What the task asks: All lines from the one containing "pub mod output;" to the end of the data below are to be returned exactly, both ends included, with nothing added.

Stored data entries
#####

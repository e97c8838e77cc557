use std::{fs, path::PathBuf};

use jisho::extract::{compound_examples, parts, radical, readings};
use jisho::{CompoundExample, KanjiRecord, Radical, ReadingClass, parse_kanji_page};

const GO_HTML: &str = include_str!("fixtures/kanji/go.html");
const NOT_FOUND_HTML: &str = include_str!("fixtures/kanji/not_found.html");

fn example(example: &str, reading: &str, meaning: &str) -> CompoundExample {
    CompoundExample {
        example: example.to_string(),
        reading: reading.to_string(),
        meaning: meaning.to_string(),
    }
}

#[test]
fn it_should_parse_scalar_fields() {
    let record = parse_kanji_page(GO_HTML, "語");
    let details = record.details.expect("details");

    assert!(record.found);
    assert_eq!(record.query, "語");
    assert_eq!(details.grade_number, Some(2));
    assert_eq!(details.level.as_deref(), Some("grade 2"));
    assert_eq!(details.stroke_count, Some(14));
    assert_eq!(details.meaning.as_deref(), Some("word, speech, language"));
    assert_eq!(
        record.stroke_order_diagram_uri,
        "http://classic.jisho.org/static/images/stroke_diagrams/35486_frames.png"
    );
}

#[test]
fn it_should_parse_readings() {
    assert_eq!(
        readings(GO_HTML, ReadingClass::Kunyomi),
        vec!["かた.る", "かた.らう"]
    );
    assert_eq!(readings(GO_HTML, ReadingClass::Onyomi), vec!["ゴ"]);
}

#[test]
fn it_should_parse_onyomi_examples() {
    let examples = compound_examples(GO_HTML, ReadingClass::Onyomi).expect("examples");

    assert_eq!(examples.len(), 4);
    assert_eq!(examples[0], example("語", "ゴ", "word, language"));
    assert_eq!(
        examples[3],
        example(
            "物語",
            "モノガタリ",
            "tale, story, legend; \"narrative\" & fable"
        )
    );
}

#[test]
fn it_should_parse_kunyomi_examples() {
    let examples = compound_examples(GO_HTML, ReadingClass::Kunyomi).expect("examples");

    assert_eq!(
        examples,
        vec![
            example(
                "語る",
                "かたる",
                "to talk about, to speak of, to tell, to narrate"
            ),
            example("語らう", "かたらう", "to talk, to tell, to recite"),
        ]
    );
}

#[test]
fn it_should_parse_radical_and_parts() {
    assert_eq!(
        radical(GO_HTML),
        Some(Radical {
            symbol: "言".to_string(),
            meaning: "speech".to_string(),
        })
    );
    assert_eq!(parts(GO_HTML), vec!["口", "五", "言"]);
}

#[test]
fn it_should_assemble_every_field() {
    let record = parse_kanji_page(GO_HTML, "語");
    let details = record.details.expect("details");

    assert_eq!(details.kunyomi.len(), 2);
    assert_eq!(details.onyomi.len(), 1);
    assert_eq!(details.onyomi_examples.len(), 4);
    assert_eq!(details.kunyomi_examples.len(), 2);
    assert!(details.radical.is_some());
    assert_eq!(details.parts.len(), 3);
}

#[test]
fn it_should_not_find_other_kanji() {
    let record = parse_kanji_page(GO_HTML, "言");

    assert_eq!(record, KanjiRecord::not_found("言"));
}

#[test]
fn it_should_not_extract_anything_from_a_search_page() {
    let record = parse_kanji_page(NOT_FOUND_HTML, "xyz");

    assert!(!record.found);
    assert!(record.details.is_none());
    assert_eq!(record.query, "xyz");
    assert_eq!(
        record.stroke_order_diagram_uri,
        "http://classic.jisho.org/static/images/stroke_diagrams/120_frames.png"
    );
}

#[test]
fn it_should_be_idempotent() {
    let first = parse_kanji_page(GO_HTML, "語");
    let second = KanjiRecord::from_html(GO_HTML, "語");

    assert_eq!(first, second);
}

fn kanji_fixture_paths() -> Vec<PathBuf> {
    fs::read_dir("tests/fixtures/kanji")
        .expect("could not read kanji fixtures directory")
        .filter_map(|entry| entry.map(|inner| inner.path()).ok())
        .collect()
}

#[test]
fn it_should_parse_every_fixture_without_panicking() {
    for path in kanji_fixture_paths() {
        let html = fs::read_to_string(&path).unwrap();

        for kanji in ["語", "日", ""] {
            let _ = parse_kanji_page(&html, kanji);
        }
    }
}
//! Command-line front-end for looking up kanji and words on jisho.org.

pub mod config;
pub mod consts;
mod error;
pub mod http;
pub mod output;
pub mod telemetry;

pub use config::Config;
pub use error::Error;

#####

Solution to this task:
pub mod output;
pub mod telemetry;

pub use config::Config;
pub use error::Error;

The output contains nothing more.